SUMMARY:
IgG4-related IPTs have been reported in various sites and may form part of the spectrum of systemic IgG4-related sclerosing disease. Some pseudotumors are clinically and radiologically indistinguishable from malignant tumors. We present the first case of an IgG4-related IPT of the trigeminal nerve diagnosed histopathologically without involvement of any of the common sites. The trigeminal nerve pseudotumor may represent a component of IgG4-related sclerosing disease.
IPT is a rarely occurring non-neoplastic lesion that can mimic a neoplasm. Histologically, the lesions are characterized by inflammatory cell infiltration and variable fibrotic responses.

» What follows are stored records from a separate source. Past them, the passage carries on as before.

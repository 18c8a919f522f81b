use catalog::{CatalogManager, SubmitJobRequest};
use catalog_types::{CatalogError, Member};
use clap::Parser;

#[derive(Debug, Parser)]
pub enum JobCommand {
    /// Bulk job lookup over a comma-separated reference list
    Info(InfoCommand),
    /// Submit a job to the batch scheduler
    Submit(SubmitCommand),
    /// Reconcile a job's state against the scheduler
    Status(StatusCommand),
    /// Mark a job as visited
    Visit(VisitCommand),
    /// List a study's jobs, optionally by exact name
    Search(SearchCommand),
    /// Soft-delete (or hard-delete) a job
    Delete(DeleteCommand),
    /// Restore a trashed job
    Restore(RestoreCommand),
}

impl JobCommand {
    pub async fn run(
        &self,
        manager: &CatalogManager,
        caller: &Member,
    ) -> Result<(), CatalogError> {
        match self {
            Self::Info(cmd) => cmd.run(manager, caller).await,
            Self::Submit(cmd) => cmd.run(manager, caller).await,
            Self::Status(cmd) => cmd.run(manager, caller).await,
            Self::Visit(cmd) => cmd.run(manager, caller).await,
            Self::Search(cmd) => cmd.run(manager, caller).await,
            Self::Delete(cmd) => cmd.run(manager, caller).await,
            Self::Restore(cmd) => cmd.run(manager, caller).await,
        }
    }
}

#[derive(Debug, Parser)]
pub struct InfoCommand {
    /// Comma-separated job references
    #[arg(long)]
    refs: String,

    /// Convert per-item failures into per-item error records
    #[arg(long)]
    silent: bool,
}

impl InfoCommand {
    async fn run(&self, manager: &CatalogManager, caller: &Member) -> Result<(), CatalogError> {
        let results = manager.jobs().info(caller, &self.refs, self.silent).await?;
        let entries: Vec<serde_json::Value> = results
            .iter()
            .map(|entry| {
                serde_json::json!({
                    "reference": entry.reference,
                    "result": entry.outcome.as_ref().ok(),
                    "error": entry.error_msg(),
                })
            })
            .collect();
        crate::print_json(&entries)
    }
}

#[derive(Debug, Parser)]
pub struct SubmitCommand {
    #[arg(long)]
    study: String,

    #[arg(long)]
    name: String,

    #[arg(long)]
    tool: String,

    #[arg(long)]
    out_dir: String,

    /// The command line, passed to the scheduler verbatim
    #[arg(long)]
    command: String,

    /// Scheduler queue; defaults to the tool->queue mapping
    #[arg(long)]
    queue: Option<String>,
}

impl SubmitCommand {
    async fn run(&self, manager: &CatalogManager, caller: &Member) -> Result<(), CatalogError> {
        let job = manager
            .jobs()
            .submit(
                caller,
                &self.study,
                SubmitJobRequest {
                    name: self.name.clone(),
                    tool_name: self.tool.clone(),
                    out_dir: self.out_dir.clone(),
                    command_line: self.command.clone(),
                    queue: self.queue.clone(),
                },
            )
            .await?;
        crate::print_json(&job)
    }
}

#[derive(Debug, Parser)]
pub struct StatusCommand {
    /// Job reference
    #[arg(long)]
    job: String,
}

impl StatusCommand {
    async fn run(&self, manager: &CatalogManager, caller: &Member) -> Result<(), CatalogError> {
        let status = manager.jobs().update_status(caller, &self.job).await?;
        crate::print_json(&status)
    }
}

#[derive(Debug, Parser)]
pub struct VisitCommand {
    #[arg(long)]
    job: String,
}

impl VisitCommand {
    async fn run(&self, manager: &CatalogManager, caller: &Member) -> Result<(), CatalogError> {
        let job = manager.jobs().visit(caller, &self.job).await?;
        crate::print_json(&job)
    }
}

#[derive(Debug, Parser)]
pub struct SearchCommand {
    #[arg(long)]
    study: String,

    /// Exact job name to look for
    #[arg(long)]
    name: Option<String>,
}

impl SearchCommand {
    async fn run(&self, manager: &CatalogManager, caller: &Member) -> Result<(), CatalogError> {
        let jobs = manager
            .jobs()
            .search(caller, &self.study, self.name.as_deref())
            .await?;
        crate::print_json(&jobs)
    }
}

#[derive(Debug, Parser)]
pub struct DeleteCommand {
    #[arg(long)]
    job: String,

    /// Mark for physical removal instead of the trash
    #[arg(long)]
    hard: bool,
}

impl DeleteCommand {
    async fn run(&self, manager: &CatalogManager, caller: &Member) -> Result<(), CatalogError> {
        let job = manager.jobs().delete(caller, &self.job, self.hard).await?;
        crate::print_json(&job)
    }
}

#[derive(Debug, Parser)]
pub struct RestoreCommand {
    #[arg(long)]
    job: String,
}

impl RestoreCommand {
    async fn run(&self, manager: &CatalogManager, caller: &Member) -> Result<(), CatalogError> {
        let job = manager.jobs().restore(caller, &self.job).await?;
        crate::print_json(&job)
    }
}
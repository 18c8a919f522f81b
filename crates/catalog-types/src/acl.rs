use crate::error::CatalogError;
use crate::member::Member;
use crate::perms::{EntityPermission, StudyPermission};
use serde::{Deserialize, Serialize};
use std::collections::BTreeSet;
use strum::IntoEnumIterator;

/// A typed ACL entry: one member, one permission set.
///
/// Invariant: within one entity there is at most one entry per member; the
/// store rejects duplicates and the mutator checks before inserting.
#[derive(Debug, Clone, PartialEq, Eq, Serialize, Deserialize)]
pub struct Acl<P: Ord> {
    pub member: Member,
    pub permissions: BTreeSet<P>,
}

impl<P: EntityPermission> Acl<P> {
    pub fn new(member: Member, permissions: BTreeSet<P>) -> Self {
        Self { member, permissions }
    }

    pub fn from_raw(raw: &RawAcl) -> Result<Self, CatalogError> {
        let member: Member = raw
            .member
            .parse()
            .map_err(CatalogError::InvalidArgument)?;
        let mut permissions = BTreeSet::new();
        for name in &raw.permissions {
            let perm: P = name.parse().map_err(|_| {
                CatalogError::InvalidArgument(format!(
                    "'{name}' is not a valid {} permission",
                    P::KIND.label()
                ))
            })?;
            permissions.insert(perm);
        }
        Ok(Self { member, permissions })
    }

    pub fn to_raw(&self) -> RawAcl {
        RawAcl {
            member: self.member.to_string(),
            permissions: self.permissions.iter().map(|p| p.to_string()).collect(),
        }
    }
}

/// The representation that crosses the adaptor boundary: members and
/// permissions as plain strings, the way the backing document stores them.
#[derive(Debug, Clone, PartialEq, Eq, Serialize, Deserialize)]
pub struct RawAcl {
    pub member: String,
    pub permissions: Vec<String>,
}

impl RawAcl {
    pub fn new<M: Into<String>>(member: M, permissions: Vec<String>) -> Self {
        Self {
            member: member.into(),
            permissions,
        }
    }
}

/// Baseline permission sets selectable when creating a study ACL.
#[derive(Debug, Clone, Copy, PartialEq, Eq, Serialize, Deserialize, strum::EnumString, strum::Display)]
#[strum(serialize_all = "snake_case")]
#[serde(rename_all = "snake_case")]
pub enum AclTemplate {
    /// Everything, including ACL administration.
    Admin,
    /// All read-side permissions: VIEW_* plus file downloads.
    ViewOnly,
}

impl AclTemplate {
    pub fn permissions(&self) -> BTreeSet<StudyPermission> {
        match self {
            Self::Admin => StudyPermission::iter().collect(),
            Self::ViewOnly => StudyPermission::iter()
                .filter(|p| {
                    p.to_string().starts_with("VIEW_") || *p == StudyPermission::DownloadFiles
                })
                .collect(),
        }
    }
}

#[cfg(test)]
mod tests {
    use super::*;
    use crate::perms::JobPermission;
    use maplit::btreeset;

    #[test]
    fn raw_acl_round_trip() {
        let acl = Acl::new(
            Member::group("analysts"),
            btreeset! { JobPermission::View, JobPermission::Update },
        );
        let raw = acl.to_raw();
        k9::assert_equal!(raw.member, "@analysts");
        k9::assert_equal!(raw.permissions, vec!["VIEW".to_string(), "UPDATE".to_string()]);
        k9::assert_equal!(Acl::<JobPermission>::from_raw(&raw).unwrap(), acl);
    }

    #[test]
    fn raw_acl_rejects_foreign_permission() {
        let raw = RawAcl::new("ada", vec!["VIEW".to_string(), "DOWNLOAD".to_string()]);
        let err = Acl::<JobPermission>::from_raw(&raw).unwrap_err();
        assert!(matches!(err, CatalogError::InvalidArgument(_)), "{err:?}");
    }

    #[test]
    fn view_only_template_is_read_side() {
        let perms = AclTemplate::ViewOnly.permissions();
        assert!(perms.contains(&StudyPermission::ViewJobs));
        assert!(perms.contains(&StudyPermission::DownloadFiles));
        assert!(!perms.contains(&StudyPermission::WriteFiles));
        assert!(!perms.contains(&StudyPermission::ShareStudy));
    }
}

IPT has been described in the literature by many different names, a fact that suggests the complexity and variable histologic characteristics and behavior of this entity.
In recent years, the relationship between some populations of IPT and IgG4 has been suggested. IgG4-related IPTs may form part of the spectrum of systemic IgG4-related sclerosing disease, with autoimmune pancreatitis being the predominant clinical presentation.1 However, IgG4-related sclerosing diseases without pancreatic involvement have also been reported.2
In this article, we report a rare case of pathologically proved IgG4-related IPT that involved the unilateral trigeminal nerve.
Case Report
A 59-year-old woman with a medical history of palmoplantar pustulosis and diabetes presented with left-sided facial numbness, which she had experienced for 4 years. She denied tinnitus, difficulty in hearing, or dysphagia. Physical examination revealed paresthesia in areas supplied by the left trigeminal nerve. Findings of the remainder of her neurologic examination were unremarkable. She had no surgical history in the head or neck region.
MR imaging revealed a homogeneously enhancing soft-tissue mass involving the skull base along the second and third divisions of the left trigeminal nerve (Fig 1A). T2-weighted imaging demonstrated a hypointense mass in the left Meckel cave, extending to the left pterygopalatine fossa via the left foramen rotundum and further to the infraorbital canal. The mass also extended to the left masticator space (Fig 1B) via the left foramen ovale. CT in a bone algorithm showed expansion of the left infraorbital canal (Fig 1C), the left foramen rotundum, and the left foramen ovale. There were no signs of bone destruction.
Laboratory work-up results were all within normal limits. Tumor markers were also negative. Chest, abdominal, and pelvic CT findings were unremarkable.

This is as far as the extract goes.